[Entries taken from a collection]
====
//! Login gate: wires identity lookup, the clock and the engine into the
//! sign-in flow
//!
//! The caller drives the gate explicitly:
//!
//! 1. `admit(handle)` before looking at the password. `Unknown` handles skip
//!    throttling entirely; `Denied` must short-circuit the credential check.
//! 2. `record_failure(id)` after a wrong password for an admitted identity.
//! 3. `record_success(id)` after the credentials were accepted.
//!
//! `attempt` runs the whole sequence around a credential verifier.

use std::sync::Arc;

use tracing::{error, warn};

use crate::clock::Clock;
use crate::config::FailurePolicy;
use crate::engine::{Access, ThrottleEngine};
use crate::error::{Result, ThrottleError};
use crate::notice::Notice;
use crate::types::{IdentityId, ThrottleState};

/// Resolves a submitted login handle to an identity
pub trait IdentityLookup: Send + Sync {
    fn by_email(&self, email: &str) -> Result<Option<IdentityId>>;

    fn by_username(&self, username: &str) -> Result<Option<IdentityId>>;

    /// Try the handle as an email address first, then as a username
    fn resolve(&self, handle: &str) -> Result<Option<IdentityId>> {
        match self.by_email(handle)? {
            Some(identity) => Ok(Some(identity)),
            None => self.by_username(handle),
        }
    }
}

/// Decision taken before credentials are checked
#[derive(Debug, Clone, Copy, PartialEq, Eq)]
pub enum Admission {
    /// No such identity; nothing is recorded for this attempt
    Unknown,
    /// Credentials may be checked for this identity
    Allowed(IdentityId),
    /// Do not check credentials
    Denied { identity: IdentityId, notice: Notice },
}

/// Result of recording a wrong password
#[derive(Debug)]
pub enum FailureOutcome {
    Recorded { state: ThrottleState, notice: Notice },
    /// The failure could not be persisted; the attempt was not counted
    Degraded(ThrottleError),
}

impl FailureOutcome {
    pub fn notice(&self) -> Option<Notice> {
        match self {
            FailureOutcome::Recorded { notice, .. } => Some(*notice),
            FailureOutcome::Degraded(_) => None,
        }
    }
}

/// Outcome of a full sign-in attempt
#[derive(Debug)]
pub enum LoginResult {
    Authenticated(IdentityId),
    /// Credentials were wrong (or the handle is unknown)
    Rejected(Option<Notice>),
    /// The identity is suspended; credentials were not checked
    Locked(Notice),
}

/// Throttled sign-in flow
pub struct LoginGate {
    engine: ThrottleEngine,
    lookup: Arc<dyn IdentityLookup>,
    clock: Arc<dyn Clock>,
}

impl LoginGate {
    pub fn new(
        engine: ThrottleEngine,
        lookup: Arc<dyn IdentityLookup>,
        clock: Arc<dyn Clock>,
    ) -> Self {
        Self {
            engine,
            lookup,
            clock,
        }
    }

    /// Decide whether credentials for `handle` may be checked
    ///
    /// Lookup failures are returned as errors. Store failures are resolved by
    /// the configured `FailurePolicy`.
    pub fn admit(&self, handle: &str) -> Result<Admission> {
        let Some(identity) = self.lookup.resolve(handle)? else {
            return Ok(Admission::Unknown);
        };

        match self.engine.check(&identity, self.clock.now()) {
            Ok(Access::Allowed) => Ok(Admission::Allowed(identity)),
            Ok(Access::Denied { remaining_secs }) => Ok(Admission::Denied {
                identity,
                notice: Notice::LockedOut { remaining_secs },
            }),
            Err(e) if e.is_storage() => match self.engine.config().failure_policy {
                FailurePolicy::FailClosed => {
                    error!(identity = %identity, error = %e, "Throttle check failed, denying login");
                    Ok(Admission::Denied {
                        identity,
                        notice: Notice::Unavailable,
                    })
                }
                FailurePolicy::FailOpen => {
                    warn!(identity = %identity, error = %e, "Throttle check failed, allowing login unthrottled");
                    Ok(Admission::Allowed(identity))
                }
            },
            Err(e) => Err(e),
        }
    }

    /// Count a wrong password for an admitted identity
    pub fn record_failure(&self, identity: &IdentityId) -> FailureOutcome {
        let now = self.clock.now();
        match self.engine.record_failure(identity, now) {
            Ok(state) => FailureOutcome::Recorded {
                state,
                notice: Notice::after_failure(&state, self.engine.config(), now),
            },
            Err(e) => {
                error!(identity = %identity, error = %e, "Failed login not recorded, throttle degraded");
                FailureOutcome::Degraded(e)
            }
        }
    }

    /// Clear throttle state after accepted credentials
    ///
    /// An error here should be reported, not turned into a failed login.
    pub fn record_success(&self, identity: &IdentityId) -> Result<()> {
        self.engine.reset(identity).inspect_err(|e| {
            error!(identity = %identity, error = %e, "Throttle state not cleared after login");
        })
    }

    /// Run a complete sign-in attempt
    ///
    /// `verify` is only called for identities that were admitted.
    pub fn attempt<F>(&self, handle: &str, verify: F) -> Result<LoginResult>
    where
        F: FnOnce(&IdentityId) -> Result<bool>,
    {
        let identity = match self.admit(handle)? {
            Admission::Unknown => return Ok(LoginResult::Rejected(None)),
            Admission::Denied { notice, .. } => return Ok(LoginResult::Locked(notice)),
            Admission::Allowed(identity) => identity,
        };

        if verify(&identity)? {
            // Login proceeds even if the reset could not be written
            let _ = self.record_success(&identity);
            Ok(LoginResult::Authenticated(identity))
        } else {
            Ok(LoginResult::Rejected(self.record_failure(&identity).notice()))
        }
    }
}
====
Problem description: All that should appear in the response is the run of lines from the first line of the entries through the line containing "was not counted", copied exactly.

Answer box:
//! Login gate: wires identity lookup, the clock and the engine into the
//! sign-in flow
//!
//! The caller drives the gate explicitly:
//!
//! 1. `admit(handle)` before looking at the password. `Unknown` handles skip
//!    throttling entirely; `Denied` must short-circuit the credential check.
//! 2. `record_failure(id)` after a wrong password for an admitted identity.
//! 3. `record_success(id)` after the credentials were accepted.
//!
//! `attempt` runs the whole sequence around a credential verifier.

use std::sync::Arc;

use tracing::{error, warn};

use crate::clock::Clock;
use crate::config::FailurePolicy;
use crate::engine::{Access, ThrottleEngine};
use crate::error::{Result, ThrottleError};
use crate::notice::Notice;
use crate::types::{IdentityId, ThrottleState};

/// Resolves a submitted login handle to an identity
pub trait IdentityLookup: Send + Sync {
    fn by_email(&self, email: &str) -> Result<Option<IdentityId>>;

    fn by_username(&self, username: &str) -> Result<Option<IdentityId>>;

    /// Try the handle as an email address first, then as a username
    fn resolve(&self, handle: &str) -> Result<Option<IdentityId>> {
        match self.by_email(handle)? {
            Some(identity) => Ok(Some(identity)),
            None => self.by_username(handle),
        }
    }
}

/// Decision taken before credentials are checked
#[derive(Debug, Clone, Copy, PartialEq, Eq)]
pub enum Admission {
    /// No such identity; nothing is recorded for this attempt
    Unknown,
    /// Credentials may be checked for this identity
    Allowed(IdentityId),
    /// Do not check credentials
    Denied { identity: IdentityId, notice: Notice },
}

/// Result of recording a wrong password
#[derive(Debug)]
pub enum FailureOutcome {
    Recorded { state: ThrottleState, notice: Notice },
    /// The failure could not be persisted; the attempt was not counted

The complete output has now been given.